Retired officer admits lying in Miami police shooting probe
Published: Wednesday, January 29, 2003 at 6:01 a.m.
Last Modified: Wednesday, January 29, 2003 at 1:37 a.m.
MIAMI - A key prosecution witness in the corruption trial of 11 fellow police officers testified Tuesday that he lied to investigators when he said he saw guns in the hands of two robbery suspects seconds before they were killed by police.
William Hames, now retired, said he met over lunch with five other Miami officers the next day and mapped out a cover story for them.
Federal prosecutors charge two guns were planted near the victims of the 1995 shooting as well as three later police shootings. The 11 officers are charged with conspiracy for allegedly planting guns or covering those acts.
"I'd just witnessed an incredibly stupid act on somebody's part," Hames testified, without saying anything about planted guns. "I ran through a scenario that I thought would cover the shooting."
But the defense raised questions about Hames' credibility in 40 minutes of cross-examination before the trial ended for the day.
Hames, 55, is one of two officers who pleaded guilty to conspiracy in the shooting cover-ups in hopes of getting probation. He also hopes to keep his police pension of $31,000 a year after taxes plus a $180,000 lump sum.
In testimony for the prosecution, Hames said that the hands of the 19-year-old robbery suspects were empty, but he told the other officers over lunch that he would say he saw both with guns as they fled police.
He recalled defendant Jorge Garcia at one point during lunch saying, "I didn't see that." Hames said he responded, "It's to our benefit if all the stories are not exactly identical."
Defendant Jesse Aguero told everyone at the table, "That's why we call him Bill Shakespeare."
No one objected and no one walked out of the lunch meeting, Hames said.
"I knew I was, and apparently everyone else was, adhering to the code of silence," Hames testified. Afterward, he said he believed "I was not going to be handed up, turned in, by the other people involved in the shooting."
But what Hames didn't say was important to the defense. With the jury out of the room, Hames told U.S. District Judge Alan Gold that he didn't see fellow officers plant guns on people shot by police or hear them talk about it.
Based on that, the judge called some of the testimony prosecutors were seeking "extremely weak." He decided Hames couldn't testify about the other officers' states of mind or "that the others agreed to do something."
Prosecutor Curtis Miner argued that, after the lunch meeting, Hames "had a valid perception that he knew they could be trusted not to turn him in."
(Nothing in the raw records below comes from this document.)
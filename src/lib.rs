//! # Fusor
//!
//! A fusion compiler for pointwise and reduction tensor operations
//! targeting GPU-class accelerators: given a dataflow subgraph of tensor
//! primitives, lower it into a single device kernel whose iteration
//! structure is chosen by an automatic scheduler, whose memory accesses are
//! computed by a symbolic indexer, and whose execution is dispatched
//! through a runtime cache keyed on shape/stride/contiguity signatures.
//!
//! ## Pipeline Architecture
//!
//! ```text
//! Typed dataflow graph
//!     ↓
//! [Graph-shape cache]        → canonical text → cache id
//!     ↓ (miss)
//! [Permutation normalization]→ stride-sorted graph
//!     ↓
//! [Fusion build]             → math IR (Val/Expr arena)
//!     ↓
//! [Scheduler]                → Split/Merge/rFactor/computeAt + LaunchParams
//!     ↓
//! [Expression sorting]       → loop-structure order
//!     ↓
//! [Loop nests + Indexing]    → kernel IR over TensorIndex slots
//!     ↓
//! [Sync insertion]           → RAW/WAR barriers
//!     ↓
//! [Codegen]                  → kernel source → backend compile
//!     ↓
//! [Kernel-shape cache]       → marshalled launch
//! ```
//!
//! ## Usage
//!
//! ```rust,ignore
//! use std::sync::Arc;
//! use fusor::{Config, GraphCache, StubBackend};
//!
//! let backend = Arc::new(StubBackend::new(fusor::DeviceId(0)));
//! let cache = GraphCache::new(backend, Config::load()?);
//!
//! let id = cache.register_or_get(&graph);
//! let outputs = cache.run_graph_with_inputs(id, &inputs)?;
//! ```
//!
//! ## Module Organization
//!
//! | Module | Purpose |
//! |--------|---------|
//! | `ir` | Val/Expr arena (the fusion), builders, structural comparison |
//! | `domain` | Split/Merge/Reorder/rFactor and transformation replay |
//! | `root_map` | root-domain equivalence with broadcast concretization |
//! | `compute_at` | computeAt propagation and the loop equivalence map |
//! | `sort` | computeAt-aware expression sorting |
//! | `index` | backward index propagation and contiguity analysis |
//! | `lower` | kernel IR, loop-nest generation, barrier insertion |
//! | `codegen` | kernel source emission |
//! | `scheduler` | pointwise and reduction schedulers |
//! | `exec` | two-level execution cache, argument marshalling, backend |

pub mod compute_at;
pub mod config;
pub mod domain;
pub mod error;
pub mod evaluator;
pub mod exec;
pub mod graph;
pub mod index;
pub mod ir;
pub mod lower;
pub mod root_map;
pub mod scheduler;
pub mod sort;
pub mod types;

pub mod codegen;

// Re-export the main surface
pub use compute_at::{compute_at, ComputeAtError, ComputeAtMap};
pub use config::{CacheConfig, Config, DeviceConfig, LoggingConfig, SchedulerConfig};
pub use domain::TransformError;
pub use error::{Error, Result};
pub use evaluator::ExpressionEvaluator;
pub use exec::{
    ArgValue, CacheId, DeviceBackend, ExecError, FusionExecutor, GraphCache, InputsRequirement,
    StubBackend, TensorArg,
};
pub use graph::{GraphDef, GraphNode, GraphOpKind, GraphTensorType, GraphValue, StrideProperty};
pub use ir::{Fusion, ScalarConst, ValId};
pub use lower::{lower_fusion, Kernel, LoweringError};
pub use root_map::{ComputeAtRootDomainMap, MappingError, PairwiseRootDomainMap};
pub use scheduler::{
    schedule, schedule_pointwise, schedule_reduction, LaunchParams, SchedulerError,
};
pub use types::{
    BinaryOpKind, DataType, DeviceId, IterType, MemoryType, ParallelType, TernaryOpKind,
    UnaryOpKind,
};
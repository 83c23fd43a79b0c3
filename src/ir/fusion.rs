//! Fusion Container
//!
//! A `Fusion` is the single-owner arena for one subgraph under
//! transformation. It owns every `Val` and `Expr` by value, hands out index
//! handles, assigns monotonically increasing names, and answers dependency
//! queries over the DAG.
//!
//! Registration order is a topological order: an expression can only
//! reference values that already exist, so iterating expressions in
//! registration order always visits an expression after its inputs'
//! definitions. Reachability filtering on top of that order yields the
//! from-outputs-only view.

use std::collections::{HashMap, HashSet, VecDeque};

use crate::ir::node::{
    ComputeAtLink, Expr, ExprId, ExprKind, IterDomain, TensorDomain, TensorView, Val, ValId,
    ValKind,
};
use crate::types::{DataType, LaunchConfigType, MemoryType};

/// Owning arena for one fusion subgraph.
#[derive(Debug, Default, Clone)]
pub struct Fusion {
    vals: Vec<Val>,
    exprs: Vec<Expr>,
    inputs: Vec<ValId>,
    outputs: Vec<ValId>,
    launch_config: HashMap<LaunchConfigType, ValId>,
    detached: HashSet<ExprId>,
    val_name_counter: u64,
    expr_name_counter: u64,
}
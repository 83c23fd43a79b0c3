//! Crate Error Taxonomy
//!
//! Each subsystem defines its own `thiserror` enum next to the code that
//! raises it; this module unifies them into a single crate-level `Error` so
//! callers of the cache's run entry point see one type. Scheduling and
//! lowering failures leave the IR they were applied to unchanged; argument
//! validation failures do not evict cache entries; compile failures do.

use thiserror::Error;

use crate::compute_at::ComputeAtError;
use crate::domain::TransformError;
use crate::exec::ExecError;
use crate::lower::LoweringError;
use crate::root_map::MappingError;
use crate::scheduler::SchedulerError;

/// Top-level error for the fusion compiler.
#[derive(Error, Debug)]
pub enum Error {
    /// Invalid domain transformation (split/merge/reorder/rfactor)
    #[error(transparent)]
    Transform(#[from] TransformError),

    /// Invalid computeAt configuration
    #[error(transparent)]
    ComputeAt(#[from] ComputeAtError),

    /// Root-domain mapping failure
    #[error(transparent)]
    Mapping(#[from] MappingError),

    /// Lowering / indexing failure
    #[error(transparent)]
    Lowering(#[from] LoweringError),

    /// Scheduler failure
    #[error(transparent)]
    Scheduler(#[from] SchedulerError),

    /// Execution cache / runtime failure
    #[error(transparent)]
    Exec(#[from] ExecError),

    /// Configuration loading failure
    #[error("configuration error: {0}")]
    Config(#[from] figment::Error),
}

/// Crate-wide result alias.
pub type Result<T> = std::result::Result<T, Error>;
Defense attorney Sam Rabin countered, "He is essentially speculating and really building on scant evidence."
Hames acknowledged he retired in 1998 after putting a gun to the head of a bus driver during an alcoholic blackout. He also admitted firing a round into the air after drinking on duty during a prostitution sting.
The questionable shootings covered by the indictment left three men dead and a fourth wounded in the mid-1990s, a time when the city was under international pressure to crack down on roving gangs of armed robbers preying on tourists.
Other shootings include a 120-shot SWAT-team killing of a 72-year-old man the defense called "an armed drug dealer," the wounding of a drunken homeless man carrying a Walkman and a foot-chase shooting survived by a purse-snatching suspect.
Community outrage over dozens of officer-involved shootings has led to the police chief's resignation last November, policy changes, the creation of a civilian shooting review board and millions of dollars in lawsuit settlements.
The police scandal is the city's worst since the 1980s when rogue officers stole cocaine from drug dealers to resell. More than 100 officers were tainted by that scandal.